Exercise goal: Within the entries below, find every line that has the string "index", then copy it.

- - -

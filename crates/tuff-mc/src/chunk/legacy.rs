//! 1.7 chunk layout.
//!
//! Column payloads are zlib blobs holding, for the sections in the bitmask
//! and in this order: byte block ids, metadata nibbles, block light
//! nibbles, optional sky light nibbles, extended id nibbles for the
//! sections in the add bitmask, and finally the biome array.

use bytes::Bytes;
use rayon::prelude::*;

use super::{
    BIOME_BYTES, Chunk, ChunkColumn, ChunkLocation, ChunkSection, ColumnHeader, LocalPos,
    NibbleArray, SECTION_NIBBLE_BYTES, SECTION_VOLUME, SECTION_WIDTH, mask_sections, nibble, take,
};
use crate::block::BlockLookup;
use crate::buffer::ByteReader;
use crate::error::{ProtocolError, Result};
use crate::packets::DecodeContext;
use crate::packets::chunk::{ChunkBulk, ChunkData};

/// Decompressed bytes one column occupies.
#[must_use]
pub fn column_len(header: &ColumnHeader, sky_light: bool, biomes: bool) -> usize {
    let sections = header.section_mask.count_ones() as usize;
    let extended = header.add_mask.count_ones() as usize;
    let per_section = SECTION_VOLUME
        + 2 * SECTION_NIBBLE_BYTES
        + if sky_light { SECTION_NIBBLE_BYTES } else { 0 };

    sections * per_section
        + extended * SECTION_NIBBLE_BYTES
        + if biomes { BIOME_BYTES } else { 0 }
}

/// Decode one column from its decompressed payload.
///
/// `data` must be exactly [`column_len`] bytes long.
///
/// # Errors
///
/// Returns [`ProtocolError::MalformedPacket`] if the payload is short or
/// long, or if the add bitmask names a section that is not present.
pub fn decode_column(
    mut data: &[u8],
    header: &ColumnHeader,
    sky_light: bool,
    biomes: bool,
    blocks: &dyn BlockLookup,
) -> Result<Chunk> {
    if header.add_mask & !header.section_mask != 0 {
        return Err(ProtocolError::malformed(format!(
            "add bitmask {:#06x} names sections outside {:#06x}",
            header.add_mask, header.section_mask
        )));
    }

    let sections = header.section_mask.count_ones() as usize;
    let extended = header.add_mask.count_ones() as usize;

    let block_ids = take(&mut data, sections * SECTION_VOLUME, "block ids")?;
    let metadata = take(&mut data, sections * SECTION_NIBBLE_BYTES, "metadata")?;
    let block_light = take(&mut data, sections * SECTION_NIBBLE_BYTES, "block light")?;
    let sky = if sky_light {
        Some(take(&mut data, sections * SECTION_NIBBLE_BYTES, "sky light")?)
    } else {
        None
    };
    let add = take(&mut data, extended * SECTION_NIBBLE_BYTES, "extended ids")?;
    let biome_bytes = if biomes {
        Some(take(&mut data, BIOME_BYTES, "biomes")?)
    } else {
        None
    };
    if !data.is_empty() {
        return Err(ProtocolError::malformed(format!(
            "{} trailing bytes after column",
            data.len()
        )));
    }

    let mut chunk = Chunk::new();
    for (ordinal, section_y) in mask_sections(header.section_mask).enumerate() {
        let base = ordinal * SECTION_VOLUME;
        let light_range = ordinal * SECTION_NIBBLE_BYTES..(ordinal + 1) * SECTION_NIBBLE_BYTES;

        // The add array only holds the flagged sections, packed in order.
        let add_base = (header.add_mask & (1u16 << section_y) != 0).then(|| {
            let below = header.add_mask & ((1u16 << section_y) - 1);
            below.count_ones() as usize * SECTION_VOLUME
        });

        let mut section = ChunkSection::new();
        for y in 0..SECTION_WIDTH {
            for z in 0..SECTION_WIDTH {
                for x in 0..SECTION_WIDTH {
                    let index = (y << 8) | (z << 4) | x;
                    let linear = base + index;

                    let mut id = u16::from(block_ids[linear]);
                    if let Some(add_base) = add_base {
                        id = (id << 4) | u16::from(nibble(add, add_base + index));
                    }
                    let meta = nibble(metadata, linear);

                    let block = blocks.by_legacy(id, meta);
                    if !block.is_air() {
                        section.set(LocalPos::from_index(index), block);
                    }
                }
            }
        }

        section.set_light(
            NibbleArray::from_slice(&block_light[light_range.clone()])?,
            sky.map(|sky| NibbleArray::from_slice(&sky[light_range]))
                .transpose()?,
        );
        chunk.insert_section(section_y, section);
    }

    if let Some(biome_bytes) = biome_bytes {
        chunk.set_biomes(biome_bytes);
    }

    Ok(chunk)
}

fn read_header(reader: &mut ByteReader, location: ChunkLocation) -> Result<ColumnHeader> {
    Ok(ColumnHeader {
        location,
        section_mask: reader.read_u16()?,
        add_mask: reader.read_u16()?,
    })
}

fn read_size(reader: &mut ByteReader, what: &str) -> Result<usize> {
    let size = reader.read_i32()?;
    usize::try_from(size)
        .map_err(|_| ProtocolError::malformed(format!("negative {what} size {size}")))
}

/// Read a 1.7 chunk data packet.
///
/// The payload does not say whether sky light is present, so it is inferred
/// from the inflated size.
///
/// # Errors
///
/// Returns [`ProtocolError::MalformedPacket`] if the payload fits neither
/// with nor without sky light, or a read error if the packet is short.
pub fn read_chunk_data(reader: &mut ByteReader, ctx: &DecodeContext) -> Result<ChunkData> {
    let location = ChunkLocation::new(reader.read_i32()?, reader.read_i32()?);
    let full = reader.read_bool()?;
    let header = read_header(reader, location)?;
    let size = read_size(reader, "compressed")?;
    let compressed = reader.read_bytes(size)?;

    let without_sky = column_len(&header, false, full);
    let with_sky = column_len(&header, true, full);
    let data = ctx
        .compressor
        .decompress_bounded(&compressed, with_sky)
        .map_err(|e| ProtocolError::malformed(format!("chunk payload: {e}")))?;

    let sky_light = match data.len() {
        n if n == without_sky => false,
        n if n == with_sky => true,
        n => {
            return Err(ProtocolError::malformed(format!(
                "column inflates to {n} bytes, expected {without_sky} or {with_sky}"
            )));
        }
    };

    let chunk = decode_column(&data, &header, sky_light, full, ctx.blocks.as_ref())?;
    Ok(ChunkData {
        column: ChunkColumn { location, chunk },
        full,
        section_mask: header.section_mask,
        block_entities: Bytes::new(),
    })
}

/// Read a 1.7 map chunk bulk packet.
///
/// Every column's span is computed from the headers up front and the
/// inflated payload must match their sum exactly, so a bad header drops the
/// packet before any column is decoded. Columns are then decoded in
/// parallel and returned in wire order.
///
/// # Errors
///
/// Returns [`ProtocolError::MalformedPacket`] if the payload and the
/// headers disagree, or a read error if the packet is short.
pub fn read_chunk_bulk(reader: &mut ByteReader, ctx: &DecodeContext) -> Result<ChunkBulk> {
    let count = reader.read_i16()?;
    let count = usize::try_from(count)
        .map_err(|_| ProtocolError::malformed(format!("negative column count {count}")))?;
    let size = read_size(reader, "compressed")?;
    let sky_light = reader.read_bool()?;
    let compressed = reader.read_bytes(size)?;

    let headers = (0..count)
        .map(|_| {
            let location = ChunkLocation::new(reader.read_i32()?, reader.read_i32()?);
            read_header(reader, location)
        })
        .collect::<Result<Vec<_>>>()?;

    let total: usize = headers
        .iter()
        .map(|header| column_len(header, sky_light, true))
        .sum();
    let data = ctx
        .compressor
        .decompress(&compressed, total)
        .map_err(|e| ProtocolError::malformed(format!("bulk payload for {count} columns: {e}")))?;

    let mut rest = data.as_slice();
    let mut spans = Vec::with_capacity(headers.len());
    for header in &headers {
        let len = column_len(header, sky_light, true);
        spans.push((header, take(&mut rest, len, "bulk column")?));
    }

    let blocks = ctx.blocks.as_ref();
    let columns = spans
        .par_iter()
        .map(|(header, bytes)| {
            decode_column(bytes, header, sky_light, true, blocks).map(|chunk| ChunkColumn {
                location: header.location,
                chunk,
            })
        })
        .collect::<Result<Vec<_>>>()?;

    Ok(ChunkBulk { columns, sky_light })
}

- - -

Result of this task:
                    let index = (y << 8) | (z << 4) | x;
                    let linear = base + index;
                        id = (id << 4) | u16::from(nibble(add, add_base + index));
                        section.set(LocalPos::from_index(index), block);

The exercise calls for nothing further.